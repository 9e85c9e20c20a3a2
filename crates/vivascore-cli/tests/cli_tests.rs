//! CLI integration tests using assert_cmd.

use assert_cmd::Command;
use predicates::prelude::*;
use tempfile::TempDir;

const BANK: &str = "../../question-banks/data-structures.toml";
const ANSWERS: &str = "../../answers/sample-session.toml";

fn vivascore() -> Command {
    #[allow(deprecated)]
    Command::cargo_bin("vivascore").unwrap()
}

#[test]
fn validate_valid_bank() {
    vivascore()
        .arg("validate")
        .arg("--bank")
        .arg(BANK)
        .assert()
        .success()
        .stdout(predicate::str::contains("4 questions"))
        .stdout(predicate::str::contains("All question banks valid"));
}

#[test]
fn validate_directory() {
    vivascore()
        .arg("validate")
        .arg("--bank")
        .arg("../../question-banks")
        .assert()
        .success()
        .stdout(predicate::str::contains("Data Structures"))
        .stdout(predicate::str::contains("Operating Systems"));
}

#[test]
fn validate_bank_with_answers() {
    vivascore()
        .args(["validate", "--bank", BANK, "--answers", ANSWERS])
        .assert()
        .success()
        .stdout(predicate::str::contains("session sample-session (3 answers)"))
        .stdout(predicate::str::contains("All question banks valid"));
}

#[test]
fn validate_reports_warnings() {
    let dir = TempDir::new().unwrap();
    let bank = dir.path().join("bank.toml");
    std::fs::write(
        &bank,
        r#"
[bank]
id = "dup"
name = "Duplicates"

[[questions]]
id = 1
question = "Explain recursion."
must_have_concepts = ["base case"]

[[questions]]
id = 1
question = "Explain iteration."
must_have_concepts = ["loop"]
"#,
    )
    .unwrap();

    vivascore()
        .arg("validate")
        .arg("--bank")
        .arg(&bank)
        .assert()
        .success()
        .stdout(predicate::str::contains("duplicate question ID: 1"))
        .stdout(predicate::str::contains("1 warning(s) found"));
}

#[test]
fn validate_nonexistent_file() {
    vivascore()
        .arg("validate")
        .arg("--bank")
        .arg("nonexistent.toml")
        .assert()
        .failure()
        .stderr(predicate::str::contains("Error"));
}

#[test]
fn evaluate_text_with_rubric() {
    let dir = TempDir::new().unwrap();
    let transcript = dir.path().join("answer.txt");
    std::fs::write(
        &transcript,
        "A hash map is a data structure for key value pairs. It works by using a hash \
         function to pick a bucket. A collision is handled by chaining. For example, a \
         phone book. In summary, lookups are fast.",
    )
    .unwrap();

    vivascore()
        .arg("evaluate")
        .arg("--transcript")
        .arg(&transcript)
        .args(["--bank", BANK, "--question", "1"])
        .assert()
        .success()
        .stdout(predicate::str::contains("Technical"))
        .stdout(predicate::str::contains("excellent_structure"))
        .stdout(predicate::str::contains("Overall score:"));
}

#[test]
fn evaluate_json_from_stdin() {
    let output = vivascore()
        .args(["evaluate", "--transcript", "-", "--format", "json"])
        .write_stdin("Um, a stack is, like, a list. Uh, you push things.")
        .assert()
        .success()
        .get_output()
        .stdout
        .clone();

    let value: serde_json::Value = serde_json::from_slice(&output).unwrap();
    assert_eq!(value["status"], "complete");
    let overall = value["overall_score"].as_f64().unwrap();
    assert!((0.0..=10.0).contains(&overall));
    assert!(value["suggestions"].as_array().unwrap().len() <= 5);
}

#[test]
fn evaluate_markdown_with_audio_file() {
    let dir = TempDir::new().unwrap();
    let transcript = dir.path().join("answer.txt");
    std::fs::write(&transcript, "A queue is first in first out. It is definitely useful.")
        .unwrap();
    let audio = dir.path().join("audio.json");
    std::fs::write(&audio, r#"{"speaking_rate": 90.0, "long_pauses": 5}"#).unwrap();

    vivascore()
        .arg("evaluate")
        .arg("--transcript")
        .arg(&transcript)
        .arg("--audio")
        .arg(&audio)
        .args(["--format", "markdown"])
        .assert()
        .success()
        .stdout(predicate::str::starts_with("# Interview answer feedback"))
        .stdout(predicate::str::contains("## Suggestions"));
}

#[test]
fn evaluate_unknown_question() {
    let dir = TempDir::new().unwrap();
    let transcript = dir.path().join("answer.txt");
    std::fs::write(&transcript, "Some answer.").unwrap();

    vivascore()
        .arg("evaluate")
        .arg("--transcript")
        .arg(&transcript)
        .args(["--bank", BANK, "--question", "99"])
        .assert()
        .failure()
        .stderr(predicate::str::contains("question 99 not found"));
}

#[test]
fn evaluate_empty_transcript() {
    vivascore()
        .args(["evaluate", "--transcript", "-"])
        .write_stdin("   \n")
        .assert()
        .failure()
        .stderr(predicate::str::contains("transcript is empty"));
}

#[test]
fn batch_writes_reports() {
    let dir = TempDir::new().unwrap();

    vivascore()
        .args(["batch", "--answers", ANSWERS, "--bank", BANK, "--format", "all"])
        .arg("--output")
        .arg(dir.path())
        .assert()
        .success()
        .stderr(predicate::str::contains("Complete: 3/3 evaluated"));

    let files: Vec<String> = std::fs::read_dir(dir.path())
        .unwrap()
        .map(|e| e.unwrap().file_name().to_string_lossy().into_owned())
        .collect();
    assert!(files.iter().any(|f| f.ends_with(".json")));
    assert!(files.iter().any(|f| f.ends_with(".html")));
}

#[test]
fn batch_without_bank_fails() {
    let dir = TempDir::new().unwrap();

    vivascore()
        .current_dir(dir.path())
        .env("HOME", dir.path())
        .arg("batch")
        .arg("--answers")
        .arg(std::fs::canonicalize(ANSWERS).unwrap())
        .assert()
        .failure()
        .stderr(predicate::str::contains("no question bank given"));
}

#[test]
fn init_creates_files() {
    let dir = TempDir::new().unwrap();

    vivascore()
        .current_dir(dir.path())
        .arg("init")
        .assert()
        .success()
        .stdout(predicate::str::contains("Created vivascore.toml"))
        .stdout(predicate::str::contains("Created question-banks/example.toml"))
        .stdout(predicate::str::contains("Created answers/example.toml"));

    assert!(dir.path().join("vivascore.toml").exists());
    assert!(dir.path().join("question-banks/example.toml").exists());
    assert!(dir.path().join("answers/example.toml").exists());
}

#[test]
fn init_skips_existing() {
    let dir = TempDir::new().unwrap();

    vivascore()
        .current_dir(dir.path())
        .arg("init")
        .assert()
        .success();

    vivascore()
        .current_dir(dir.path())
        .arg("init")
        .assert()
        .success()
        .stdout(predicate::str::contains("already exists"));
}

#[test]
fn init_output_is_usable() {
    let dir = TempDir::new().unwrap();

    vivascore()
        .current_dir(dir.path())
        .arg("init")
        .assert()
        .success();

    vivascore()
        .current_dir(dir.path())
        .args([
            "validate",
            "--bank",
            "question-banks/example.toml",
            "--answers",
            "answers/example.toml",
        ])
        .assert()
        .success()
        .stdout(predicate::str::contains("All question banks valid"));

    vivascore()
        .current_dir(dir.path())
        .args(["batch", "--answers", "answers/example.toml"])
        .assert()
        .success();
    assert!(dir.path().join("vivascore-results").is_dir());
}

---

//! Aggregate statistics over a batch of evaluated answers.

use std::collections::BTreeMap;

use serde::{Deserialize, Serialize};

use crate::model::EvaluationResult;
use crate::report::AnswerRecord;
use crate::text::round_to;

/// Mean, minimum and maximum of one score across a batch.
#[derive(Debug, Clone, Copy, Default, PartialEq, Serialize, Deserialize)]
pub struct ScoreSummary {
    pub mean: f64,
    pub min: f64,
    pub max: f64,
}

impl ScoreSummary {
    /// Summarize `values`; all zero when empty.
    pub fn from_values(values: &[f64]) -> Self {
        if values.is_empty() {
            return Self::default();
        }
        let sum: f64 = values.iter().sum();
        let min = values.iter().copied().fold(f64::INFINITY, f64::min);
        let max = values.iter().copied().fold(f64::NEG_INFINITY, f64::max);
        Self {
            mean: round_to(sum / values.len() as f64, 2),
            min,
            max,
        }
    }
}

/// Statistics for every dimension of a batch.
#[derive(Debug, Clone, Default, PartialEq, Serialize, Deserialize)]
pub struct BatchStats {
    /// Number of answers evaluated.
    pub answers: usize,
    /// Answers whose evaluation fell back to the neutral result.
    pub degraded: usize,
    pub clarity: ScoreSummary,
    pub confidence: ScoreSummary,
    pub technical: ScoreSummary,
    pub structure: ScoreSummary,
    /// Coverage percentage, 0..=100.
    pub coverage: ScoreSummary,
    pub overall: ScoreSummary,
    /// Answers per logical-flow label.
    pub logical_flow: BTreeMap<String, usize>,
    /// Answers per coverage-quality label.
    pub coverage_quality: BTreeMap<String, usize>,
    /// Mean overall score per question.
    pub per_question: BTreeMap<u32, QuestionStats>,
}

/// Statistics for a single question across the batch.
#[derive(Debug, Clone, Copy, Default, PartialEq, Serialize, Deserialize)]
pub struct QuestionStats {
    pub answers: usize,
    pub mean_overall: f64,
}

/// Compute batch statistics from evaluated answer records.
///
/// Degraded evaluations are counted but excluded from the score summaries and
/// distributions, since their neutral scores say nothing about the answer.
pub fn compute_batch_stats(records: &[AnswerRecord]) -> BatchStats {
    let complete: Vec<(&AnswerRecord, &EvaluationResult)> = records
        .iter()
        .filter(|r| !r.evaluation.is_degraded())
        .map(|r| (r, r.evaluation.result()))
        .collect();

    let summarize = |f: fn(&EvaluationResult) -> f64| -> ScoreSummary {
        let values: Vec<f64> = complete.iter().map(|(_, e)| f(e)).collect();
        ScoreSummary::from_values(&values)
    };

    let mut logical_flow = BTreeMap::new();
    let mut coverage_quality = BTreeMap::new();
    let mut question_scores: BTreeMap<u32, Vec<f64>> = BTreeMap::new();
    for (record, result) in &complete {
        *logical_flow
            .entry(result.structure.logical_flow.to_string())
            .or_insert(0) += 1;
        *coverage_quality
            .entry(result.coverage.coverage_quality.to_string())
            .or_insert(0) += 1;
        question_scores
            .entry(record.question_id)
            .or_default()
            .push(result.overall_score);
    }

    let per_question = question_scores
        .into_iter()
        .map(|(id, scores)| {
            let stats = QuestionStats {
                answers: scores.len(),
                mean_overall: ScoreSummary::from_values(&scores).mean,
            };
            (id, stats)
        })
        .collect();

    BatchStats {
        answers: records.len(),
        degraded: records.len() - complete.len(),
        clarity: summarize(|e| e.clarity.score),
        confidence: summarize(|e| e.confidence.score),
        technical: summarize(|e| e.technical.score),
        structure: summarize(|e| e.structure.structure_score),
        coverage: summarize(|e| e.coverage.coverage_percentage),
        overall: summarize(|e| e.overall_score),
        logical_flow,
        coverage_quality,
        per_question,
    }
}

---

Find every line in the records above that contains the word "BatchStats", and copy each one.

**Response**.
pub struct BatchStats {
pub fn compute_batch_stats(records: &[AnswerRecord]) -> BatchStats {
    BatchStats {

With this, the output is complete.